[Start of section]

//! Analysis result model.
//!
//! `RawAnalysis` mirrors the service payload with every field optional.
//! `AnalysisResult` is the canonical, fully-defaulted shape every view uses.

use std::collections::BTreeMap;

use serde::{Deserialize, Serialize};

use super::{finite_or_zero, lenient_f64, lenient_u64, null_as_default, opaque_id, preview};
use super::{parse_document_type_lenient, DocumentType};
use crate::results::keywords::normalize_keyword;

/// Characters of a key section shown in list display.
pub const KEY_SECTION_PREVIEW_CHARS: usize = 150;

/// Analysis payload as returned by the service (full or quick analysis, or storage).
#[derive(Debug, Clone, Default, Deserialize)]
#[serde(rename_all = "camelCase")]
pub struct RawAnalysis {
    #[serde(default, deserialize_with = "opaque_id", alias = "id")]
    pub analysis_id: Option<String>,
    #[serde(default)]
    pub file_name: Option<String>,
    #[serde(default)]
    pub document_type: Option<String>,
    #[serde(default, deserialize_with = "lenient_u64", alias = "cellCount")]
    pub total_cells: u64,
    #[serde(default, deserialize_with = "lenient_u64")]
    pub total_pages: u64,
    #[serde(default)]
    pub summary: Option<String>,
    #[serde(default, deserialize_with = "keyword_list")]
    pub keywords: Vec<String>,
    #[serde(default, deserialize_with = "null_as_default")]
    pub keyword_locations: BTreeMap<String, Option<Vec<Location>>>,
    #[serde(default)]
    pub statistics: Option<Statistics>,
    /// Flat score carried by stored results, which have no statistics block.
    #[serde(default, deserialize_with = "lenient_f64")]
    pub avg_structural_score: f64,
    #[serde(default)]
    pub validation: Option<Validation>,
    #[serde(default, deserialize_with = "null_as_default")]
    pub key_sections: Vec<KeySection>,
    #[serde(default)]
    pub success: Option<bool>,
}

/// Full structured output of a document analysis.
#[derive(Debug, Clone, PartialEq, Serialize)]
#[serde(rename_all = "camelCase")]
pub struct AnalysisResult {
    pub analysis_id: String,
    pub file_name: String,
    pub document_type: DocumentType,
    pub total_cells: u64,
    pub total_pages: u64,
    pub summary: Option<String>,
    /// Keywords in source order; duplicates preserved.
    pub keywords: Vec<String>,
    /// Locations keyed by trimmed keyword.
    pub keyword_locations: BTreeMap<String, Vec<Location>>,
    pub statistics: Statistics,
    pub validation: Validation,
    pub key_sections: Vec<KeySection>,
    pub success: Option<bool>,
}

impl AnalysisResult {
    /// Normalize a raw payload.
    ///
    /// `type_hint` fills in the document type when the payload does not carry
    /// one (the full analysis response never echoes it back).
    pub fn from_raw(raw: RawAnalysis, type_hint: Option<DocumentType>) -> Self {
        let document_type = match raw.document_type.as_deref() {
            Some(t) if !t.trim().is_empty() => parse_document_type_lenient(Some(t)),
            _ => type_hint.unwrap_or_default(),
        };

        // Source keys may carry whitespace; collisions after trimming merge
        // in key order.
        let mut keyword_locations: BTreeMap<String, Vec<Location>> = BTreeMap::new();
        for (key, locations) in raw.keyword_locations {
            keyword_locations
                .entry(normalize_keyword(&key).to_string())
                .or_default()
                .extend(locations.unwrap_or_default());
        }

        Self {
            analysis_id: raw.analysis_id.unwrap_or_default(),
            file_name: raw.file_name.unwrap_or_default(),
            document_type,
            total_cells: raw.total_cells,
            total_pages: raw.total_pages,
            summary: raw.summary.filter(|s| !s.trim().is_empty()),
            keywords: raw.keywords,
            keyword_locations,
            statistics: raw.statistics.unwrap_or_else(|| Statistics {
                avg_structural_score: raw.avg_structural_score,
                ..Default::default()
            }),
            validation: raw.validation.unwrap_or_default(),
            key_sections: raw.key_sections,
            success: raw.success,
        }
    }

    /// Parse and normalize a JSON payload.
    pub fn from_json(json: &str, type_hint: Option<DocumentType>) -> serde_json::Result<Self> {
        let raw: RawAnalysis = serde_json::from_str(json)?;
        Ok(Self::from_raw(raw, type_hint))
    }

    /// Keywords as displayed (trimmed), one per source entry.
    pub fn display_keywords(&self) -> impl Iterator<Item = &str> {
        self.keywords.iter().map(|k| normalize_keyword(k))
    }

    /// Whether the result carries an id that can be used as a route key.
    pub fn has_id(&self) -> bool {
        !self.analysis_id.is_empty()
    }
}

/// Keywords arrive as a JSON array, or (from storage) as text holding a JSON
/// array or a comma-separated list.
fn keyword_list<'de, D>(deserializer: D) -> Result<Vec<String>, D::Error>
where
    D: serde::Deserializer<'de>,
{
    let value = Option::<serde_json::Value>::deserialize(deserializer)?;
    Ok(match value {
        Some(serde_json::Value::Array(items)) => items
            .into_iter()
            .map(|item| match item {
                serde_json::Value::String(s) => s,
                serde_json::Value::Null => String::new(),
                other => other.to_string(),
            })
            .collect(),
        Some(serde_json::Value::String(text)) => {
            if let Ok(items) = serde_json::from_str::<Vec<String>>(&text) {
                items
            } else if text.trim().is_empty() {
                Vec::new()
            } else {
                text.split(',').map(str::to_string).collect()
            }
        }
        _ => Vec::new(),
    })
}

/// A document location supporting a keyword.
#[derive(Debug, Clone, PartialEq, Serialize, Deserialize)]
#[serde(rename_all = "camelCase")]
pub struct Location {
    #[serde(default, deserialize_with = "lenient_u64")]
    pub page_number: u64,
    /// Relevance in `[0, 1]`.
    #[serde(default, deserialize_with = "lenient_f64")]
    pub relevance_score: f64,
    #[serde(default, deserialize_with = "null_as_default")]
    pub content: String,
}

impl Location {
    /// Relevance as a whole percentage, rounded to nearest and clamped to 0..=100.
    pub fn relevance_percent(&self) -> u32 {
        let pct = (finite_or_zero(self.relevance_score) * 100.0).round();
        pct.clamp(0.0, 100.0) as u32
    }
}

/// Structural-score statistics over all cells.
#[derive(Debug, Clone, Default, PartialEq, Serialize, Deserialize)]
#[serde(rename_all = "camelCase")]
pub struct Statistics {
    #[serde(default, deserialize_with = "lenient_f64")]
    pub avg_structural_score: f64,
    #[serde(default, deserialize_with = "lenient_f64")]
    pub max_structural_score: f64,
    /// Cell-type name to cell count.
    #[serde(default, deserialize_with = "type_distribution")]
    pub type_distribution: BTreeMap<String, u64>,
    #[serde(default, deserialize_with = "lenient_f64")]
    pub avg_resonance: f64,
    #[serde(default, deserialize_with = "lenient_u64")]
    pub header_count: u64,
}

fn type_distribution<'de, D>(deserializer: D) -> Result<BTreeMap<String, u64>, D::Error>
where
    D: serde::Deserializer<'de>,
{
    let raw: Option<BTreeMap<String, serde_json::Value>> = Option::deserialize(deserializer)?;
    Ok(raw
        .unwrap_or_default()
        .into_iter()
        .map(|(k, v)| (k, super::value_as_u64(&v)))
        .collect())
}

/// Structure validation outcome.
#[derive(Debug, Clone, Default, PartialEq, Serialize, Deserialize)]
#[serde(rename_all = "camelCase")]
pub struct Validation {
    #[serde(default, deserialize_with = "null_as_default", alias = "valid")]
    pub is_valid: bool,
    #[serde(default, deserialize_with = "null_as_default")]
    pub warnings: Vec<String>,
    #[serde(default, deserialize_with = "null_as_default")]
    pub errors: Vec<String>,
}

/// High-scoring cell surfaced as a key section.
#[derive(Debug, Clone, PartialEq, Serialize, Deserialize)]
pub struct KeySection {
    #[serde(rename = "type", default, deserialize_with = "null_as_default")]
    pub section_type: String,
    #[serde(default, deserialize_with = "lenient_f64")]
    pub score: f64,
    #[serde(default, deserialize_with = "null_as_default")]
    pub content: String,
}

impl KeySection {
    /// Content truncated for list display.
    pub fn preview(&self) -> String {
        preview(&self.content, KEY_SECTION_PREVIEW_CHARS)
    }
}

#[cfg(test)]
mod tests {
    use super::*;
    use pretty_assertions::assert_eq;

    #[test]
    fn test_empty_payload_defaults() {
        let result = AnalysisResult::from_json("{}", None).unwrap();
        assert_eq!(result.analysis_id, "");
        assert_eq!(result.document_type, DocumentType::General);
        assert_eq!(result.total_cells, 0);
        assert_eq!(result.statistics, Statistics::default());
        assert!(!result.validation.is_valid);
        assert!(result.summary.is_none());
        assert!(result.keywords.is_empty());
    }

    #[test]
    fn test_nulls_are_defaulted() {
        let json = r#"{
            "analysisId": 42,
            "fileName": null,
            "totalCells": null,
            "keywords": null,
            "keywordLocations": {"AI": null},
            "statistics": {"avgStructuralScore": null, "typeDistribution": null},
            "validation": null,
            "keySections": null
        }"#;
        let result = AnalysisResult::from_json(json, None).unwrap();
        assert_eq!(result.analysis_id, "42");
        assert_eq!(result.file_name, "");
        assert_eq!(result.statistics.avg_structural_score, 0.0);
        assert!(result.statistics.type_distribution.is_empty());
        assert_eq!(result.keyword_locations.get("AI"), Some(&Vec::new()));
    }

    #[test]
    fn test_location_keys_are_trimmed_and_merged() {
        let json = r#"{
            "keywordLocations": {
                " AI": [{"pageNumber": 1, "relevanceScore": 0.5, "content": "a"}],
                "AI": [{"pageNumber": 2, "relevanceScore": 0.9, "content": "b"}]
            }
        }"#;
        let result = AnalysisResult::from_json(json, None).unwrap();
        let pages: Vec<u64> = result.keyword_locations["AI"]
            .iter()
            .map(|l| l.page_number)
            .collect();
        assert_eq!(pages, vec![1, 2]);
        assert_eq!(result.keyword_locations.len(), 1);
    }

    #[test]
    fn test_type_hint_only_when_absent() {
        let result = AnalysisResult::from_json("{}", Some(DocumentType::Report)).unwrap();
        assert_eq!(result.document_type, DocumentType::Report);

        let result =
            AnalysisResult::from_json(r#"{"documentType":"MANUAL"}"#, Some(DocumentType::Report))
                .unwrap();
        assert_eq!(result.document_type, DocumentType::Manual);
    }

    #[test]
    fn test_quick_payload_shape() {
        let json = r#"{
            "success": true,
            "cellCount": 17,
            "summary": "Short",
            "validation": {"valid": true, "errors": [], "warnings": ["w1"]}
        }"#;
        let result = AnalysisResult::from_json(json, None).unwrap();
        assert_eq!(result.total_cells, 17);
        assert!(result.validation.is_valid);
        assert_eq!(result.validation.warnings, vec!["w1".to_string()]);
        assert!(!result.has_id());
    }

    #[test]
    fn test_relevance_percent_rounding() {
        let loc = |score: f64| Location {
            page_number: 1,
            relevance_score: score,
            content: String::new(),
        };
        assert_eq!(loc(0.8).relevance_percent(), 80);
        assert_eq!(loc(0.806).relevance_percent(), 81);
        assert_eq!(loc(0.004).relevance_percent(), 0);
        assert_eq!(loc(1.7).relevance_percent(), 100);
        assert_eq!(loc(-0.2).relevance_percent(), 0);
        assert_eq!(loc(f64::NAN).relevance_percent(), 0);
    }

    #[test]
    fn test_key_section_preview_keeps_full_content() {
        let section = KeySection {
            section_type: "HEADER".to_string(),
            score: 0.9,
            content: "x".repeat(200),
        };
        assert_eq!(section.preview().chars().count(), 153);
        assert_eq!(section.content.len(), 200);
    }

    #[test]
    fn test_stored_result_shape() {
        let json = r#"{
            "id": 7,
            "fileName": "q3.pdf",
            "documentType": "REPORT",
            "totalPages": 12,
            "keywords": "[\"revenue\", \"risk\"]",
            "avgStructuralScore": 0.61
        }"#;
        let result = AnalysisResult::from_json(json, None).unwrap();
        assert_eq!(result.analysis_id, "7");
        assert_eq!(result.keywords, vec!["revenue", "risk"]);
        assert_eq!(result.statistics.avg_structural_score, 0.61);
        assert_eq!(result.statistics.max_structural_score, 0.0);

        let json = r#"{"keywords": "alpha, beta"}"#;
        let result = AnalysisResult::from_json(json, None).unwrap();
        let shown: Vec<&str> = result.display_keywords().collect();
        assert_eq!(shown, vec!["alpha", "beta"]);
    }

    #[test]
    fn test_flat_score_as_string_does_not_fail_decode() {
        let json = r#"{"id": 8, "fileName": "q4.pdf", "avgStructuralScore": "0.55"}"#;
        let result = AnalysisResult::from_json(json, None).unwrap();
        assert_eq!(result.analysis_id, "8");
        assert_eq!(result.statistics.avg_structural_score, 0.55);

        let json = r#"{"id": 9, "avgStructuralScore": "n/a"}"#;
        let result = AnalysisResult::from_json(json, None).unwrap();
        assert_eq!(result.statistics.avg_structural_score, 0.0);
    }

    #[test]
    fn test_display_keywords_preserve_duplicates() {
        let json = r#"{"keywords": ["AI ", "Data", " AI"]}"#;
        let result = AnalysisResult::from_json(json, None).unwrap();
        let shown: Vec<&str> = result.display_keywords().collect();
        assert_eq!(shown, vec!["AI", "Data", "AI"]);
    }
}
//! Keyword to location cross-reference.
//!
//! All keyword comparisons go through [`normalize_keyword`]; nothing else in
//! the crate trims or compares keyword strings on its own.

use std::collections::HashMap;

use crate::models::{AnalysisResult, Location};

/// Normalization applied to a keyword before display and before lookup.
pub fn normalize_keyword(keyword: &str) -> &str {
    keyword.trim()
}

/// Read-only lookup table from normalized keyword to its ranked locations.
#[derive(Debug, Clone, Default)]
pub struct KeywordIndex {
    entries: HashMap<String, Vec<Location>>,
}

/// Outcome of resolving a keyword.
#[derive(Debug, Clone, Copy, PartialEq)]
pub enum KeywordLookup<'a> {
    Found(&'a [Location]),
    /// The keyword has no known locations; shown as an explicit empty state.
    NoRelatedContent,
}

impl KeywordIndex {
    /// Build the index from a result's `keyword_locations`.
    pub fn build(result: &AnalysisResult) -> Self {
        let entries = result
            .keyword_locations
            .iter()
            .map(|(k, v)| (normalize_keyword(k).to_string(), v.clone()))
            .collect();
        Self { entries }
    }

    /// Locations for `keyword` in service order; empty when unknown.
    pub fn lookup(&self, keyword: &str) -> &[Location] {
        self.entries
            .get(normalize_keyword(keyword))
            .map(Vec::as_slice)
            .unwrap_or(&[])
    }

    pub fn resolve(&self, keyword: &str) -> KeywordLookup<'_> {
        match self.lookup(keyword) {
            [] => KeywordLookup::NoRelatedContent,
            locations => KeywordLookup::Found(locations),
        }
    }
}

/// A clickable keyword. Position distinguishes duplicates.
#[derive(Debug, Clone, PartialEq, Eq)]
pub struct KeywordTag {
    pub position: usize,
    pub label: String,
}

/// Tags for every keyword of a result, in source order.
pub fn keyword_tags(result: &AnalysisResult) -> Vec<KeywordTag> {
    result
        .display_keywords()
        .enumerate()
        .map(|(position, label)| KeywordTag {
            position,
            label: label.to_string(),
        })
        .collect()
}

/// Keyword detail modal.
#[derive(Debug, Clone, Default, PartialEq, Eq)]
pub enum KeywordModal {
    #[default]
    Closed,
    Open { keyword: String },
}

impl KeywordModal {
    /// Open on `keyword`. When already open this replaces the keyword in one step.
    pub fn select(&mut self, keyword: &str) {
        *self = KeywordModal::Open {
            keyword: normalize_keyword(keyword).to_string(),
        };
    }

    pub fn close(&mut self) {
        *self = KeywordModal::Closed;
    }

    pub fn is_open(&self) -> bool {
        matches!(self, KeywordModal::Open { .. })
    }

    pub fn keyword(&self) -> Option<&str> {
        match self {
            KeywordModal::Open { keyword } => Some(keyword),
            KeywordModal::Closed => None,
        }
    }
}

[End of section]

For the word "alias", return every line of the records that holds it.

**EXERCISE RESULT:**
    #[serde(default, deserialize_with = "opaque_id", alias = "id")]
    #[serde(default, deserialize_with = "lenient_u64", alias = "cellCount")]
    #[serde(default, deserialize_with = "null_as_default", alias = "valid")]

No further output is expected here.